> [Supplied data]:
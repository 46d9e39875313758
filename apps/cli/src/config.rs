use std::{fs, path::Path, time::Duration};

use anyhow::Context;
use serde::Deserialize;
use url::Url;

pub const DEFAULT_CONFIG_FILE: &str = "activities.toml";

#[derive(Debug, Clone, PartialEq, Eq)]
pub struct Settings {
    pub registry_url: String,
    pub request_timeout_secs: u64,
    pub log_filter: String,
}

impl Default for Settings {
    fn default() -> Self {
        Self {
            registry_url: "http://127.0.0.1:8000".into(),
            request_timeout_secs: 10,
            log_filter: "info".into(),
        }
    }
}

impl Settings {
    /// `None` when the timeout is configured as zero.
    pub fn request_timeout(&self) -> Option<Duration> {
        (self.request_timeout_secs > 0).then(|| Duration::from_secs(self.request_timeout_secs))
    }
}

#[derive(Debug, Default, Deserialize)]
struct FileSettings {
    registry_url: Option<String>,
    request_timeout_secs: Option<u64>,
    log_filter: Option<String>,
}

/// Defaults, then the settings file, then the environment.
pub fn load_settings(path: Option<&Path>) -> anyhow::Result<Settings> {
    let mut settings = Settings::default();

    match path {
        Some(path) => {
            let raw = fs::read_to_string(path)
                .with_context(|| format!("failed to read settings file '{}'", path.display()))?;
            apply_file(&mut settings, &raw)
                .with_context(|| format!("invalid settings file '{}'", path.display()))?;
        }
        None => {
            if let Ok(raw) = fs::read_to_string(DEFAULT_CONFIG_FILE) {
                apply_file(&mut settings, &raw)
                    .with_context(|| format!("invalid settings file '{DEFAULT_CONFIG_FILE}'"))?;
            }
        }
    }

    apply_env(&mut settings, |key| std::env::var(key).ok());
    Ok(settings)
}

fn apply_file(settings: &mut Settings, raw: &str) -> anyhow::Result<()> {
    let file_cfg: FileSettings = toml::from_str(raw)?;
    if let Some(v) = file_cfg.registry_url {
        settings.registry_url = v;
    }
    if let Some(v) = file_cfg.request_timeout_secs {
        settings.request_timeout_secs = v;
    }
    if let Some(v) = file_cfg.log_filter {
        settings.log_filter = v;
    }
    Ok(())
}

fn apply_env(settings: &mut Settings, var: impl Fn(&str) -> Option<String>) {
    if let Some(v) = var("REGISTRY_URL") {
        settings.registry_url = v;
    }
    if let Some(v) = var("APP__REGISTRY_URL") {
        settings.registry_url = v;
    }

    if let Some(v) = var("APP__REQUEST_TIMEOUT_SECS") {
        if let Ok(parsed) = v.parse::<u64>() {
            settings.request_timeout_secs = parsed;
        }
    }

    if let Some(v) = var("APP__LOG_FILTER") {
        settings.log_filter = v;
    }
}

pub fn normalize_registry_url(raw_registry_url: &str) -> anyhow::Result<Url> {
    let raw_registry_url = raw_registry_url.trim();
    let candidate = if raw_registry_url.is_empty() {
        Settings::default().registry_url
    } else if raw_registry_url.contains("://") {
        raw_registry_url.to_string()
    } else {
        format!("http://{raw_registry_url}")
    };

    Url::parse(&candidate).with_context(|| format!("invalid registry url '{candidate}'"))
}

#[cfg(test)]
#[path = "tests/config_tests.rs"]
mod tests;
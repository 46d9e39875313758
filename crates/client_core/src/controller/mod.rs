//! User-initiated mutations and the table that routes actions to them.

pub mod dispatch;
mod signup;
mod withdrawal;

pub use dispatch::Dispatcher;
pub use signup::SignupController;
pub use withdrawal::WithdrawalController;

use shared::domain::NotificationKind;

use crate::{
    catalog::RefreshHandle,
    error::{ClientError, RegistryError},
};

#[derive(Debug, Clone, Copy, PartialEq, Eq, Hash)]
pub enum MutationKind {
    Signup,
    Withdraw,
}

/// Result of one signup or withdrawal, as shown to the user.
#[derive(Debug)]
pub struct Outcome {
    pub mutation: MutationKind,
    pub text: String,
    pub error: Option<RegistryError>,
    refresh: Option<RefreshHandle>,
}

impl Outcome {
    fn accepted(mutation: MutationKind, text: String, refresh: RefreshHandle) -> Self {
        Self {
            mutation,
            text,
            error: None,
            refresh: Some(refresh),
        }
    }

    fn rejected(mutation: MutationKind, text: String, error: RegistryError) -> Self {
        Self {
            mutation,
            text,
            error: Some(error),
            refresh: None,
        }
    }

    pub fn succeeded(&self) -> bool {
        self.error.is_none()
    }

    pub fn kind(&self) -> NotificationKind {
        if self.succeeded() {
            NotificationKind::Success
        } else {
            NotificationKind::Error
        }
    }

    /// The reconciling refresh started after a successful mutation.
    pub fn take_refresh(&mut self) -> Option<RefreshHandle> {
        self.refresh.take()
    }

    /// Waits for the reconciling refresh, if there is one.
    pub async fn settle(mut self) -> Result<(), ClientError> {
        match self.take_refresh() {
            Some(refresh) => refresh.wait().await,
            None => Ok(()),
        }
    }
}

> [About this task]:
Copy each line of the listing that carries the string "Deserialize".

> [Answer to this problem]:
use serde::Deserialize;
#[derive(Debug, Default, Deserialize)]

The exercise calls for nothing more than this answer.